//! PowerCycle handler: request validation, selector resolution, and the
//! start/stop fan-out with per-instance failure tracking.

use std::sync::LazyLock;

use regex::Regex;
use serde_json::{Value, json};
use tracing::{error, info, warn};

use crate::ec2::Ec2Api;
use crate::error::Error;
use crate::response::{FailedInstance, HandlerResponse, Operation, PowerCycleReport};

static INSTANCE_ID_PATTERN: LazyLock<Regex> =
    LazyLock::new(|| Regex::new(r"^i-[0-9a-f]{17}$").expect("instance ID pattern compiles"));

const INVALID_FORMAT_REASON: &str =
    "Invalid EC2 instance ID format (must be i-xxxxxxxxxxxxxxxxx)";

/// Instance states eligible for each operation when the selector is "all".
const START_ELIGIBLE_STATES: &[&str] = &["stopped", "stopping"];
const STOP_ELIGIBLE_STATES: &[&str] = &["running", "pending"];

/// Validated bulk power request. `instances` holds the raw selector: the
/// literal "all" or a comma-separated ID list, trimmed but not yet split.
#[derive(Debug, Clone, PartialEq, Eq)]
pub struct PowerRequest {
    pub region: String,
    pub operation: Operation,
    pub instances: String,
}

/// Field-by-field validation of the inbound event. Checks run in order and
/// fail fast, so the first violated rule determines the 400 message.
pub fn parse_request(event: &Value) -> Result<PowerRequest, HandlerResponse> {
    let region = match event.get("region").and_then(Value::as_str).map(str::trim) {
        Some(region) if !region.is_empty() => region.to_string(),
        _ => return Err(validation_error("Missing or invalid 'region' in event.")),
    };

    let operation = match event
        .get("operation")
        .and_then(Value::as_str)
        .and_then(Operation::parse)
    {
        Some(operation) => operation,
        None => {
            return Err(validation_error(
                "Missing or invalid 'operation' in event. Must be 'start' or 'stop'.",
            ));
        }
    };

    let instances = match event.get("instances").and_then(Value::as_str).map(str::trim) {
        Some(instances) if !instances.is_empty() => instances.to_string(),
        _ => {
            return Err(validation_error(
                "Missing or invalid 'instances' in event. Must be 'all' or a comma-separated list of EC2 instance IDs.",
            ));
        }
    };

    Ok(PowerRequest {
        region,
        operation,
        instances,
    })
}

/// Execute a validated request: resolve the selector, fan out the start or
/// stop calls strictly in sequence, and fold the outcomes into a response.
pub async fn run(ec2: &impl Ec2Api, request: &PowerRequest) -> HandlerResponse {
    let (to_process, format_failures) = if request.instances.eq_ignore_ascii_case("all") {
        match select_by_state(ec2, request.operation, &request.region).await {
            Ok(selected) if selected.is_empty() => {
                warn!(
                    operation = %request.operation,
                    region = %request.region,
                    "No instances found in a suitable state for operation"
                );
                return HandlerResponse::new(
                    200,
                    &PowerCycleReport {
                        message: format!(
                            "No instances found in suitable state for '{}' operation in region '{}'.",
                            request.operation, request.region
                        ),
                        operation: request.operation,
                        successful_instances: Vec::new(),
                        failed_instances: Vec::new(),
                        region: request.region.clone(),
                    },
                );
            }
            Ok(selected) => (selected, Vec::new()),
            Err(Error::Api { code, message, .. }) => {
                error!(
                    region = %request.region,
                    error_code = %code,
                    error_message = %message,
                    "AWS API Error listing all instances"
                );
                return HandlerResponse::new(
                    500,
                    &json!({
                        "message": format!(
                            "Failed to list all instances in {}: {}",
                            request.region, message
                        ),
                    }),
                );
            }
            Err(other) => {
                error!(
                    region = %request.region,
                    error = %other,
                    "Unexpected error listing all instances"
                );
                return HandlerResponse::new(
                    500,
                    &json!({
                        "message": format!(
                            "Unexpected error listing all instances in {}: {}",
                            request.region, other
                        ),
                    }),
                );
            }
        }
    } else {
        let (valid, invalid) = partition_instance_ids(&request.instances);
        if valid.is_empty() && invalid.is_empty() {
            return validation_error("No valid EC2 instance IDs provided for processing.");
        }
        if valid.is_empty() {
            error!(
                invalid_count = invalid.len(),
                "Validation Error: All provided EC2 instance IDs had an invalid format"
            );
            return HandlerResponse::new(
                400,
                &json!({
                    "message": "All provided EC2 instance IDs had an invalid format.",
                    "invalid_instances": invalid,
                }),
            );
        }
        (valid, invalid)
    };

    info!(
        instance_count = to_process.len(),
        operation = %request.operation,
        region = %request.region,
        "Attempting operation for validated instances"
    );

    let mut successful = Vec::new();
    let mut failed = format_failures;

    for instance_id in &to_process {
        let outcome = match request.operation {
            Operation::Start => ec2.start_instance(instance_id).await,
            Operation::Stop => ec2.stop_instance(instance_id).await,
        };

        match outcome {
            Ok(()) => {
                info!(
                    instance_id = %instance_id,
                    operation = %request.operation,
                    "Successfully initiated operation for instance"
                );
                successful.push(instance_id.clone());
            }
            Err(err) => {
                error!(
                    instance_id = %instance_id,
                    operation = %request.operation,
                    error = %err,
                    "Failed to initiate operation for instance"
                );
                failed.push(FailedInstance {
                    instance_id: instance_id.clone(),
                    reason: failure_reason(&err),
                });
            }
        }
    }

    let (status_code, message) =
        aggregate_outcome(request.operation, successful.len(), failed.len());
    info!(status_code, message = %message, "Function execution completed");

    HandlerResponse::new(
        status_code,
        &PowerCycleReport {
            message,
            operation: request.operation,
            successful_instances: successful,
            failed_instances: failed,
            region: request.region.clone(),
        },
    )
}
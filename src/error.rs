//! Custom error types for the PowerCycle and DNS-Sync handlers.

use thiserror::Error;

pub type Result<T> = std::result::Result<T, Error>;

/// Errors surfaced by the EC2 and Route 53 client wrappers.
#[derive(Error, Debug)]
pub enum Error {
    /// The service rejected the call with a typed error code.
    #[error("[{component}] AWS API error [{code}]: {message}")]
    Api {
        component: String,
        code: String,
        message: String,
    },

    /// The call failed without a typed service response (connect, timeout,
    /// request construction).
    #[error("[{0}] {1}")]
    Sdk(String, String),
}

impl Error {
    /// Classify an AWS SDK error. Errors carrying a service error code become
    /// [`Error::Api`] with the upstream code and message; everything else is
    /// folded into [`Error::Sdk`] with the best message available.
    pub fn aws<E: std::fmt::Debug + std::fmt::Display>(component: &str, err: E) -> Self {
        let debug_str = format!("{err:?}");
        let message = extract_error_message(&debug_str, &err.to_string());

        match extract_quoted_field(&debug_str, "code") {
            Some(code) => Error::Api {
                component: component.to_string(),
                code,
                message,
            },
            None => Error::Sdk(component.to_string(), message),
        }
    }
}

/// Pull the human-readable message out of an SDK error. The Debug rendering
/// carries `message: Some("...")` for service errors, while the Display
/// rendering of the wrapper types is often just "service error".
fn extract_error_message(debug_str: &str, display_str: &str) -> String {
    if let Some(message) = extract_quoted_field(debug_str, "message") {
        return message;
    }

    if !display_str.to_lowercase().contains("service error") {
        return display_str.to_string();
    }

    "AWS API request failed".to_string()
}

fn extract_quoted_field(debug_str: &str, field: &str) -> Option<String> {
    let marker = format!("{field}: Some(\"");
    let start = debug_str.find(&marker)? + marker.len();
    let end = debug_str[start..].find('"')?;
    Some(debug_str[start..start + end].to_string())
}
//! AWS EC2 SDK client wrapper.

use async_trait::async_trait;
use aws_config::{Region, SdkConfig};
use tracing::{debug, info};

use super::{Ec2Api, InstanceDetail, InstanceSummary, InstanceTag};
use crate::error::{Error, Result};

pub struct Ec2Client {
    client: aws_sdk_ec2::Client,
    region: String,
}

impl Ec2Client {
    /// Derive a region-scoped client from the shared SDK config. The region
    /// comes from the inbound event, not from the deployment environment.
    pub fn new(config: &SdkConfig, region: &str) -> Self {
        let regional_config = aws_sdk_ec2::config::Builder::from(config)
            .region(Region::new(region.to_string()))
            .build();

        Self {
            client: aws_sdk_ec2::Client::from_conf(regional_config),
            region: region.to_string(),
        }
    }

    pub fn region(&self) -> &str {
        &self.region
    }
}

#[async_trait]
impl Ec2Api for Ec2Client {
    async fn list_instances(&self) -> Result<Vec<InstanceSummary>> {
        debug!(region = %self.region, "Listing all EC2 instances");

        let mut instances = Vec::new();
        let mut next_token: Option<String> = None;

        loop {
            let mut request = self.client.describe_instances();
            if let Some(token) = next_token.take() {
                request = request.next_token(token);
            }

            let response = request
                .send()
                .await
                .map_err(|e| Error::aws(module_path!(), e))?;

            for reservation in response.reservations() {
                for instance in reservation.instances() {
                    let Some(instance_id) = instance.instance_id() else {
                        continue;
                    };
                    let state = instance
                        .state()
                        .and_then(|state| state.name())
                        .map(|name| name.as_str())
                        .unwrap_or("unknown");

                    instances.push(InstanceSummary {
                        instance_id: instance_id.to_string(),
                        state: state.to_string(),
                    });
                }
            }

            next_token = response.next_token().map(|token| token.to_string());
            if next_token.is_none() {
                break;
            }
        }

        debug!(
            region = %self.region,
            instance_count = instances.len(),
            "Listed EC2 instances"
        );
        Ok(instances)
    }

    async fn describe_instance(&self, instance_id: &str) -> Result<Vec<InstanceDetail>> {
        debug!(instance_id = %instance_id, region = %self.region, "Describing EC2 instance");

        let response = self
            .client
            .describe_instances()
            .instance_ids(instance_id)
            .send()
            .await
            .map_err(|e| Error::aws(module_path!(), e))?;

        let mut details = Vec::new();
        for reservation in response.reservations() {
            for instance in reservation.instances() {
                details.push(InstanceDetail {
                    instance_id: instance.instance_id().unwrap_or_default().to_string(),
                    tags: instance
                        .tags()
                        .iter()
                        .map(|tag| InstanceTag {
                            key: tag.key().unwrap_or_default().to_string(),
                            value: tag.value().unwrap_or_default().to_string(),
                        })
                        .collect(),
                    public_ip: instance.public_ip_address().map(|ip| ip.to_string()),
                });
            }
        }

        Ok(details)
    }

    async fn start_instance(&self, instance_id: &str) -> Result<()> {
        info!(
            instance_id = %instance_id,
            region = %self.region,
            api_action = "StartInstances",
            "Sending start request to AWS EC2 API"
        );

        self.client
            .start_instances()
            .instance_ids(instance_id)
            .send()
            .await
            .map_err(|e| Error::aws(module_path!(), e))?;

        Ok(())
    }

    async fn stop_instance(&self, instance_id: &str) -> Result<()> {
        info!(
            instance_id = %instance_id,
            region = %self.region,
            api_action = "StopInstances",
            "Sending stop request to AWS EC2 API"
        );

        self.client
            .stop_instances()
            .instance_ids(instance_id)
            .send()
            .await
            .map_err(|e| Error::aws(module_path!(), e))?;

        Ok(())
    }
}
§ §
Beginning at the first line above, repeat exactly until the line containing "#[derive(Debug, Clone, PartialEq, Eq)]", which is included.

YOUR RESPONSE:
//! PowerCycle handler: request validation, selector resolution, and the
//! start/stop fan-out with per-instance failure tracking.

use std::sync::LazyLock;

use regex::Regex;
use serde_json::{Value, json};
use tracing::{error, info, warn};

use crate::ec2::Ec2Api;
use crate::error::Error;
use crate::response::{FailedInstance, HandlerResponse, Operation, PowerCycleReport};

static INSTANCE_ID_PATTERN: LazyLock<Regex> =
    LazyLock::new(|| Regex::new(r"^i-[0-9a-f]{17}$").expect("instance ID pattern compiles"));

const INVALID_FORMAT_REASON: &str =
    "Invalid EC2 instance ID format (must be i-xxxxxxxxxxxxxxxxx)";

/// Instance states eligible for each operation when the selector is "all".
const START_ELIGIBLE_STATES: &[&str] = &["stopped", "stopping"];
const STOP_ELIGIBLE_STATES: &[&str] = &["running", "pending"];

/// Validated bulk power request. `instances` holds the raw selector: the
/// literal "all" or a comma-separated ID list, trimmed but not yet split.
#[derive(Debug, Clone, PartialEq, Eq)]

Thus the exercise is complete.